Nahles: Ich glaube, daß es hier tatsächlich ein Dilemma gegeben hat, wobei ich mir diesen Vertrag von Rambouillet jetzt durchgelesen habe, den kann man nämlich im Internet bekommen. Und ich glaube - wenn man den liest und sich insbesondere die militärischen Auflagen durchliest -, daß die Verhandlungsspielräume dort nicht voll ausgenutzt worden sind, so daß also für mich – der jetzt nicht beteiligt war – natürlich die sehr schwerwiegende Situation da ist, zu sagen: Wie hätte man was machen können. Nur: Das Ergebnis Rambouillet – so wie es uns überall erzählt wird – ist aus meiner Position diplomatisch nicht ausgereizt gewesen. Insoweit glaube ich, daß zumindestens hier bereits im Vorfeld eine höhere Chance bestanden hätte, diese Eskalation durch Bomben zu verhindern.
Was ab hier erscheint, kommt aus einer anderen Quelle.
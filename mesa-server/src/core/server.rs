//! Server Implementation
//!
//! HTTP 服务器启动和管理

use crate::api;
use crate::core::{Config, ServerState};
use crate::utils::AppError;

/// HTTP Server
pub struct Server {
    config: Config,
    state: Option<ServerState>,
}

impl Server {
    pub fn new(config: Config) -> Self {
        Self {
            config,
            state: None,
        }
    }

    /// Create server with existing state (tests construct state themselves)
    pub fn with_state(config: Config, state: ServerState) -> Self {
        Self {
            config,
            state: Some(state),
        }
    }

    pub async fn run(&self) -> Result<(), AppError> {
        // Create application state if not provided
        let state = match &self.state {
            Some(s) => s.clone(),
            None => ServerState::initialize(&self.config).await,
        };

        let app = api::build_router(state);

        let addr = std::net::SocketAddr::from(([0, 0, 0, 0], self.config.http_port));
        tracing::info!("Mesa server starting on {}", addr);

        let listener = tokio::net::TcpListener::bind(addr)
            .await
            .map_err(|e| AppError::internal(format!("Failed to bind {addr}: {e}")))?;

        let shutdown = async {
            let _ = tokio::signal::ctrl_c().await;
            tracing::info!("Shutting down...");
        };

        axum::serve(listener, app)
            .with_graceful_shutdown(shutdown)
            .await
            .map_err(|e| AppError::internal(format!("Server error: {e}")))?;

        Ok(())
    }
}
DLF: Nun ist diese Chance vertan. Verteidigungsminister Rudolf Scharping erwartet von dem Parteitag am kommenden Montag eine klare Unterstützung der Regierungslinie im Kosovo-Konflikt. Wird er sie - aus Ihrer Sicht - bekommen?
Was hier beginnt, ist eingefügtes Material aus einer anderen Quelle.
//! Payment/receipt recorder: immediate settlement, derived audit rows,
//! amount invariants.

mod support;

use mesa_server::db::repository::{cart, order, payment};
use shared::models::{PaymentStatus, Role};

async fn checkout_order(
    pool: &sqlx::SqlitePool,
    rid: i64,
    user_id: i64,
) -> shared::models::OrderWithItems {
    let items = support::seed_menu(pool, rid).await;
    let basket = cart::get_or_create(pool, user_id, rid).await.unwrap();
    cart::set_items(pool, basket.id, &[items[0].id, items[1].id])
        .await
        .unwrap();
    order::create_from_cart(pool, user_id).await.unwrap()
}

#[tokio::test]
async fn recording_a_payment_settles_immediately() {
    let pool = support::setup_pool().await;
    let rid = support::seed_restaurant(&pool).await;
    let user = support::seed_user(&pool, Some(rid), Role::Customer, "c@test.local").await;
    let created = checkout_order(&pool, rid, user.id).await;

    let recorded = payment::record(&pool, &created.order, "card", 25.0, None, None)
        .await
        .unwrap();

    // No gateway: completed straight away
    assert_eq!(recorded.payment_status, PaymentStatus::Completed);
    assert_eq!(recorded.amount, 25.0);
    assert_eq!(recorded.order_id, created.order.id);
    assert_eq!(recorded.restaurant_id, rid);
}

#[tokio::test]
async fn payment_writes_transaction_and_receipt() {
    let pool = support::setup_pool().await;
    let rid = support::seed_restaurant(&pool).await;
    let user = support::seed_user(&pool, Some(rid), Role::Customer, "c@test.local").await;
    let created = checkout_order(&pool, rid, user.id).await;

    let recorded = payment::record(
        &pool,
        &created.order,
        "cash",
        25.0,
        Some("ext-123"),
        Some("{\"total\":25.0}"),
    )
    .await
    .unwrap();

    let txns = payment::transactions_for_order(&pool, created.order.id)
        .await
        .unwrap();
    assert_eq!(txns.len(), 1);
    assert_eq!(txns[0].payment_id, recorded.id);
    assert_eq!(txns[0].transaction_type, "charge");
    assert_eq!(txns[0].amount, 25.0);
    assert_eq!(txns[0].status, "completed");

    let receipts = payment::receipts_for_order(&pool, created.order.id)
        .await
        .unwrap();
    assert_eq!(receipts.len(), 1);
    assert_eq!(receipts[0].total_amount, 25.0);
    assert_eq!(receipts[0].payment_method, "cash");
    assert_eq!(receipts[0].user_id, user.id);
    assert_eq!(receipts[0].receipt_data.as_deref(), Some("{\"total\":25.0}"));
}

#[tokio::test]
async fn payments_are_listed_per_owner() {
    let pool = support::setup_pool().await;
    let rid = support::seed_restaurant(&pool).await;
    let user = support::seed_user(&pool, Some(rid), Role::Customer, "c@test.local").await;
    let other = support::seed_user(&pool, Some(rid), Role::Customer, "o@test.local").await;
    let created = checkout_order(&pool, rid, user.id).await;

    payment::record(&pool, &created.order, "card", 25.0, None, None)
        .await
        .unwrap();

    assert_eq!(payment::find_by_user(&pool, user.id).await.unwrap().len(), 1);
    assert!(payment::find_by_user(&pool, other.id).await.unwrap().is_empty());
}

#[tokio::test]
async fn negative_transaction_amounts_violate_the_check_constraint() {
    let pool = support::setup_pool().await;
    let rid = support::seed_restaurant(&pool).await;
    let user = support::seed_user(&pool, Some(rid), Role::Customer, "c@test.local").await;
    let created = checkout_order(&pool, rid, user.id).await;
    let recorded = payment::record(&pool, &created.order, "card", 25.0, None, None)
        .await
        .unwrap();

    let raw = sqlx::query(
        "INSERT INTO transactions (id, order_id, payment_id, restaurant_id, transaction_type, \
         amount, status, created_at, updated_at) VALUES (1, ?1, ?2, ?3, 'refund', -25.0, 'completed', 0, 0)",
    )
    .bind(created.order.id)
    .bind(recorded.id)
    .bind(rid)
    .execute(&pool)
    .await;
    assert!(raw.is_err(), "amount >= 0 is CHECK-enforced");
}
Nahles: Es ist relativ schwierig einzuschätzen, wie hier die Basis reagiert. Wir haben unterschiedliche Rückmeldungen, und ich glaube, daß generell hohe Bereitschaft da ist, die Regierungslinie zu unterstützen, weil man auf der einen Seite natürlich die Verbrechen von Milosevic gerne möglichst bald beendet wissen will. Nur mehren sich halt auch hier in der SPD die Zweifel, ob die Bombardements dieses Ziel tatsächlich erreicht haben in der Vergangenheit und auch in Zukunft erreichen können. Und diese Zweifel – ich finde, die sollten ganz sachlich auch zum Ausdruck gebracht werden. Und es gibt ja auch die Möglichkeit zu sagen – Egon Bahr hat das vorgeschlagen –: Wir machen 48 Stunden dieses Moratorium, wir gehen in die Verhandlungen rein, wir versuchen hier, auch Bedingungen zu verhandeln. Wenn das alles nicht ernst genommen wird von Milosevic, haben wir immer noch die Option, hier militärisch weiterzumachen. Also ich denke, man muß – mittlerweile ist es klar – zu einer politischen Lösung jetzt auch von Seiten NATO mal einen Anfang machen. Ein bloßes Weiterbombadieren ist für viele Sozialdemokraten einfach nicht der goldene Weg.
DLF: Die Bundesrepublik steckt im Bündnis. Sie ist dort gefordert. Wäre nicht eigentlich alles andere als eine Unterstützung der Regierungslinie eine unverantwortliche Schwächung dieser Regierung Schnöder.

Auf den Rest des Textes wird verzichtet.